Weniger ist mehr: Zu viele Testosteron-Verordnungen
Testosteron zählt zu den Steroidhormonen und spielt eine unverzichtbare Rolle im Hormonhaushalt. Kommt es zu einem Mangel an dem Sexualhormon, finden Testosteronpräparate Anwendung – offenbar zunehmend auch off-label. Expert:innen warnen vor einem drastischen Anstieg an Testosteron-Verordnungen.
Testosteronpräparate kommen in verschiedenen Darreichungsformen zum Einsatz, um einen Hypogonadismus – eine Störung der Testosteron-Produktion – zu behandeln. Eigentlich. Denn auch als Anti-Aging-Methode, zur Leistungssteigerung oder bei altersbedingtem Libidoverlust erfreuen sich entsprechende Mittel Beliebtheit. Bereits vor rund zwei Jahren warnte die Deutsche Gesellschaft für Ernährung, dass Testosteronpräparate nicht zur Lifestyle-Anwendung genutzt werden sollten.
Nun zeigen aktuelle Daten: Die Verordnungszahlen von Testosteronpräparaten haben sich in den letzten Jahren deutlich erhöht, genau um 415 Prozent. Das Bundesinstitut für Arzneimittel und Medizinprodukte (BfArM) schlägt Alarm und sieht einen Hinweis auf eine Anwendung außerhalb der zugelassenen Indikation – sprich off-label.

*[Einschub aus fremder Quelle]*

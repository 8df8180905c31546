//! Bounded random jitter
//!
//! Several derived values carry a small uniform perturbation. Drawing it
//! through [`JitterSource`] lets tests pin the draw.

use rand::Rng;
use std::fmt;

/// Source of uniform draws in a closed interval.
///
/// Implementations must return a value in `[low, high]`.
pub trait JitterSource: Send + Sync + fmt::Debug {
    /// Draw a value uniformly from `[low, high]`
    fn uniform(&self, low: f64, high: f64) -> f64;
}

/// Production jitter backed by the thread-local RNG
#[derive(Debug, Default, Clone, Copy)]
pub struct ThreadRngJitter;

impl JitterSource for ThreadRngJitter {
    fn uniform(&self, low: f64, high: f64) -> f64 {
        if low >= high {
            return low;
        }
        rand::thread_rng().gen_range(low..=high)
    }
}

/// Deterministic jitter at a fixed position inside every interval.
///
/// `fraction = 0.0` always yields the lower bound, `1.0` the upper bound.
#[derive(Debug, Clone, Copy, PartialEq)]
pub struct FixedJitter {
    fraction: f64,
}

impl FixedJitter {
    /// Always the lower bound
    pub const LOWER: FixedJitter = FixedJitter { fraction: 0.0 };
    /// Always the midpoint
    pub const MIDPOINT: FixedJitter = FixedJitter { fraction: 0.5 };
    /// Always the upper bound
    pub const UPPER: FixedJitter = FixedJitter { fraction: 1.0 };

    /// Create a fixed jitter; `fraction` is clamped to `[0, 1]`
    pub fn new(fraction: f64) -> Self {
        Self {
            fraction: fraction.clamp(0.0, 1.0),
        }
    }
}

impl JitterSource for FixedJitter {
    fn uniform(&self, low: f64, high: f64) -> f64 {
        low + (high - low) * self.fraction
    }
}
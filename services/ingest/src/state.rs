use std::sync::Arc;

use ecolingua_core::Config;
use ecolingua_stream::Pipeline;

pub struct AppState {
    pub config: Config,
    pub pipeline: Arc<Pipeline>,
}

impl AppState {
    pub fn new(config: Config, pipeline: Arc<Pipeline>) -> Self {
        AppState { config, pipeline }
    }
}
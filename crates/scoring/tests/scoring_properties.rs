//! Property tests for the scoring engine
//!
//! Every valid reading must produce bounded outputs, and threat severity must
//! never drop as temperature climbs through the stress bands.

use ecolingua_domain::{Reading, ReadingValidator};
use ecolingua_scoring::threat::assess_threats;
use ecolingua_scoring::EnvironmentalScorer;
use proptest::prelude::*;
use serde_json::json;

fn reading(temperature: f64, humidity: f64, pm25: f64, co2: f64) -> Reading {
    ReadingValidator::new()
        .validate(&json!({
            "temperature": temperature,
            "humidity": humidity,
            "pm25": pm25,
            "co2": co2,
        }))
        .expect("generated values are inside the declared ranges")
}

proptest! {
    #[test]
    fn outputs_stay_in_bounds(
        temperature in -50.0f64..=60.0,
        humidity in 0.0f64..=100.0,
        pm25 in 0.0f64..=500.0,
        co2 in 300.0f64..=5000.0,
    ) {
        let result = EnvironmentalScorer::new().score(&reading(temperature, humidity, pm25, co2));

        prop_assert!((0.0..=100.0).contains(&result.health_score));
        prop_assert!((0.0..=100.0).contains(&result.carbon_analysis.efficiency_percent));
        prop_assert!(result.carbon_analysis.sequestration_rate >= 0.0);
        prop_assert!((0.0..=1.0).contains(&result.species_estimate.biodiversity_index));
        prop_assert!(!result.recommendations.is_empty());
        prop_assert_eq!(
            result.threat_assessment.threat_count,
            result.threat_assessment.active_threats.len()
        );
    }

    #[test]
    fn threat_level_monotone_in_heat(
        t1 in 0.0f64..=60.0,
        t2 in 0.0f64..=60.0,
        humidity in 0.0f64..=100.0,
        pm25 in 0.0f64..=500.0,
        co2 in 300.0f64..=5000.0,
    ) {
        let (low, high) = if t1 <= t2 { (t1, t2) } else { (t2, t1) };

        let cooler = assess_threats(&reading(low, humidity, pm25, co2).resolved());
        let warmer = assess_threats(&reading(high, humidity, pm25, co2).resolved());

        prop_assert!(cooler.overall_level <= warmer.overall_level);
    }

    #[test]
    fn emergency_iff_high(
        temperature in -50.0f64..=60.0,
        pm25 in 0.0f64..=500.0,
        co2 in 300.0f64..=5000.0,
    ) {
        let assessment = assess_threats(&reading(temperature, 60.0, pm25, co2).resolved());
        prop_assert_eq!(
            assessment.emergency_response_needed,
            assessment.overall_level == ecolingua_domain::ThreatLevel::High
        );
    }
}

#[test]
fn repeated_defaults_stay_within_jitter_bounds() {
    let scorer = EnvironmentalScorer::new();
    let validator = ReadingValidator::new();

    for _ in 0..200 {
        let result = scorer.score(&validator.validate(&json!({})).unwrap());
        assert_eq!(result.health_score, 95.0);

        // 4 species * 0.2 + [0.1, 0.3], capped at 1
        let index = result.species_estimate.biodiversity_index;
        assert!((0.9 - 1e-9..=1.0).contains(&index));

        // 6.6 + [-1, 1]
        let rate = result.carbon_analysis.sequestration_rate;
        assert!((5.6 - 1e-9..=7.6 + 1e-9).contains(&rate));

        // round(rate * 10 + [-5, 15])
        let credits = result.carbon_analysis.credits_potential;
        assert!((51..=91).contains(&credits));
    }
}
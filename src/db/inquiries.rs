//! Inquiry workflow operations, shared by all six inquiry kinds.

use serde_json::{Map, Value};

use super::fallback::list_recent;
use super::store::{DocumentStore, Filter};
use crate::errors::AppError;
use crate::models::{
    to_object, typed_listing, Inquiry, InquiryFilter, InquiryKind, InquiryStats,
    SubmitInquiryRequest,
};

const SORT_CHAIN: [&str; 1] = ["createdAt"];

impl DocumentStore {
    // ==================== INQUIRY OPERATIONS ====================

    /// Store a public form submission with the kind's initial status.
    pub async fn submit_inquiry(
        &self,
        kind: InquiryKind,
        request: &SubmitInquiryRequest,
    ) -> Result<Inquiry, AppError> {
        request.validate(kind)?;

        let mut data = to_object(request)?;
        data.insert("kind".to_string(), Value::String(kind.as_str().to_string()));
        data.insert(
            "status".to_string(),
            Value::String(kind.initial_status().as_str().to_string()),
        );

        let document = self.create(kind.collection(), data).await?;
        tracing::info!("New {} inquiry {}", kind.as_str(), document.id);
        document.into_typed()
    }

    /// List inquiries of one kind, newest first, optionally narrowed by
    /// status and free-text search.
    pub async fn list_inquiries(
        &self,
        kind: InquiryKind,
        filter: &InquiryFilter,
    ) -> Result<Vec<Inquiry>, AppError> {
        let mut filters = Vec::new();
        if let Some(raw) = filter.status.as_deref().filter(|s| !s.trim().is_empty()) {
            let status = kind.parse_status(raw)?;
            filters.push(Filter {
                field: "status".to_string(),
                value: Value::String(status.as_str().to_string()),
            });
        }

        let documents = list_recent(self, kind.collection(), filters, &SORT_CHAIN, None).await?;
        let inquiries: Vec<Inquiry> = typed_listing(documents);

        Ok(match filter.q.as_deref() {
            Some(needle) => inquiries
                .into_iter()
                .filter(|i| i.matches_search(needle))
                .collect(),
            None => inquiries,
        })
    }

    pub async fn get_inquiry(&self, kind: InquiryKind, id: &str) -> Result<Option<Inquiry>, AppError> {
        self.get(kind.collection(), id)
            .await?
            .map(|d| d.into_typed())
            .transpose()
    }

    /// Move an inquiry to another status of its kind. Setting the status it
    /// already has writes nothing.
    pub async fn update_inquiry_status(
        &self,
        kind: InquiryKind,
        id: &str,
        raw: &str,
    ) -> Result<Inquiry, AppError> {
        let status = kind.parse_status(raw)?;

        let current = self
            .get_inquiry(kind, id)
            .await?
            .ok_or_else(|| AppError::NotFound(format!("Inquiry {} not found", id)))?;
        if current.status == status {
            return Ok(current);
        }

        let mut changes = Map::new();
        changes.insert(
            "status".to_string(),
            Value::String(status.as_str().to_string()),
        );

        let updated: Inquiry = self
            .update(kind.collection(), id, changes)
            .await?
            .into_typed()?;
        tracing::info!(
            "{} inquiry {} moved from {} to {}",
            kind.as_str(),
            id,
            current.status.as_str(),
            updated.status.as_str()
        );
        Ok(updated)
    }

    pub async fn delete_inquiry(&self, kind: InquiryKind, id: &str) -> Result<bool, AppError> {
        self.delete(kind.collection(), id).await
    }

    /// Per-status counts for the admin dashboard.
    pub async fn inquiry_stats(&self, kind: InquiryKind) -> Result<InquiryStats, AppError> {
        let inquiries = self
            .list_inquiries(kind, &InquiryFilter::default())
            .await?;
        Ok(InquiryStats::tally(kind, &inquiries))
    }
}
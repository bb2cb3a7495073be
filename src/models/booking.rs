//! Viewing / test-tow bookings against a caravan model.

use serde::{Deserialize, Serialize};

use super::is_plausible_email;
use super::timestamp::{lenient, DateValue};
use crate::errors::AppError;

#[derive(Debug, Clone, Copy, Serialize, Deserialize, PartialEq, Eq, Default)]
pub enum BookingStatus {
    #[default]
    Pending,
    Confirmed,
    Completed,
    Cancelled,
}

impl BookingStatus {
    pub const ALL: [BookingStatus; 4] = [
        BookingStatus::Pending,
        BookingStatus::Confirmed,
        BookingStatus::Completed,
        BookingStatus::Cancelled,
    ];

    pub fn as_str(&self) -> &'static str {
        match self {
            BookingStatus::Pending => "Pending",
            BookingStatus::Confirmed => "Confirmed",
            BookingStatus::Completed => "Completed",
            BookingStatus::Cancelled => "Cancelled",
        }
    }

    pub fn parse(s: &str) -> Option<Self> {
        Self::ALL
            .into_iter()
            .find(|status| status.as_str().eq_ignore_ascii_case(s.trim()))
    }
}

#[derive(Debug, Clone, Serialize, Deserialize)]
#[serde(rename_all = "camelCase")]
pub struct Booking {
    pub id: String,
    #[serde(default, skip_serializing_if = "Option::is_none")]
    pub caravan_id: Option<String>,
    #[serde(default, skip_serializing_if = "Option::is_none")]
    pub caravan_name: Option<String>,
    #[serde(default)]
    pub name: String,
    #[serde(default)]
    pub email: String,
    #[serde(default, skip_serializing_if = "Option::is_none")]
    pub phone: Option<String>,
    #[serde(default, skip_serializing_if = "Option::is_none")]
    pub preferred_date: Option<String>,
    #[serde(default, skip_serializing_if = "Option::is_none")]
    pub message: Option<String>,
    #[serde(default)]
    pub status: BookingStatus,
    #[serde(default, deserialize_with = "lenient", skip_serializing_if = "Option::is_none")]
    pub created_at: Option<DateValue>,
    #[serde(default, deserialize_with = "lenient", skip_serializing_if = "Option::is_none")]
    pub updated_at: Option<DateValue>,
}

#[derive(Debug, Clone, Serialize, Deserialize)]
#[serde(rename_all = "camelCase")]
pub struct CreateBookingRequest {
    #[serde(default, skip_serializing_if = "Option::is_none")]
    pub caravan_id: Option<String>,
    #[serde(default, skip_serializing_if = "Option::is_none")]
    pub caravan_name: Option<String>,
    pub name: String,
    pub email: String,
    #[serde(default, skip_serializing_if = "Option::is_none")]
    pub phone: Option<String>,
    #[serde(default, skip_serializing_if = "Option::is_none")]
    pub preferred_date: Option<String>,
    #[serde(default, skip_serializing_if = "Option::is_none")]
    pub message: Option<String>,
}

impl CreateBookingRequest {
    pub fn validate(&self) -> Result<(), AppError> {
        if self.name.trim().is_empty() {
            return Err(AppError::Validation("Name is required".to_string()));
        }
        if !is_plausible_email(&self.email) {
            return Err(AppError::Validation(
                "A valid email address is required".to_string(),
            ));
        }
        if self.caravan_id.as_deref().map_or(true, |id| id.trim().is_empty()) {
            return Err(AppError::Validation("Caravan is required".to_string()));
        }
        Ok(())
    }
}

#[derive(Debug, Clone, Default, Deserialize)]
#[serde(rename_all = "camelCase")]
pub struct BookingFilter {
    #[serde(default)]
    pub caravan_id: Option<String>,
    #[serde(default)]
    pub status: Option<String>,
}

Zur Erinnerung: Zugelassen sind Testosteron-haltige Arzneimittel zur Testosteronersatztherapie bei männlichem Hypogonadismus, sofern ein Testosteronmangel sowohl klinisch als auch labordiagnostisch mehrfach nachgewiesen wurde. Einige Präparate kommen zudem zur Behandlung der chronischen Form der aplastischen Anämie, eines übermäßigen Längenwachstums und bei verspätetem Einsetzen der Pubertät zum Einsatz. Als Grenzwert für den Testosteronspiegel gelten zwischen 7 und 12 nmol/l, gemessen zwischen acht und zehn Uhr morgens in nüchternem Zustand.
Testosteron-Verordnungen oft ohne Diagnose
In einer vom BfArM initiierten Studie, die im Bulletin zur Arzneimittelsicherheit erschienen ist, zeigte sich nicht nur ein genereller Anstieg an Verordnungen, sondern auch, dass bei rund einem Drittel der Rezepte keine entsprechende Diagnose angegeben wurde, die auf eine zugelassene Indikation hinweisen könnte. Und selbst wenn diese vermerkt war, wurde nur teilweise die gemäß Fachinformation geforderte doppelte Testosteronmessung dokumentiert. Hinzukommt, dass der Anstieg der Verordnungen am deutlichsten in der Altersgruppe der 20- bis 29-Jährigen war und die Patienten ihre Rezepte zunehmend von Hausärzt:innen erhielten.
All dies deutet auch den Studienautor:innen zufolge auf einen nicht bestimmungsgemäßen Gebrauch hin. Denn es erscheine nicht plausibel, „dass sich die Prävalenz der zugrunde liegenden Indikationen in diesem Ausmaß geändert hat“, heißt es im Bulletin.
Das BfArM nimmt die Studienergebnisse daher zum Anlass, einmal mehr für die Thematik zu sensibilisieren. Außerdem appellieren sie an Mediziner:innen, bei der Verschreibung entsprechender Präparate verantwortungsvoll vorzugehen. Der Grund: Die Anwendung ist mit Gefahren verbunden. So steigt nicht nur das Risiko einer übermäßigen Bildung von roten Blutkörperchen und damit die Thrombosegefahr, sondern auch das Risiko von Prostatatumoren.
Eine Verschärfung der Verschreibungskriterien habe in anderen Ländern den ansteigenden Trend zumindest teilweise aufgehalten oder sogar umgekehrt.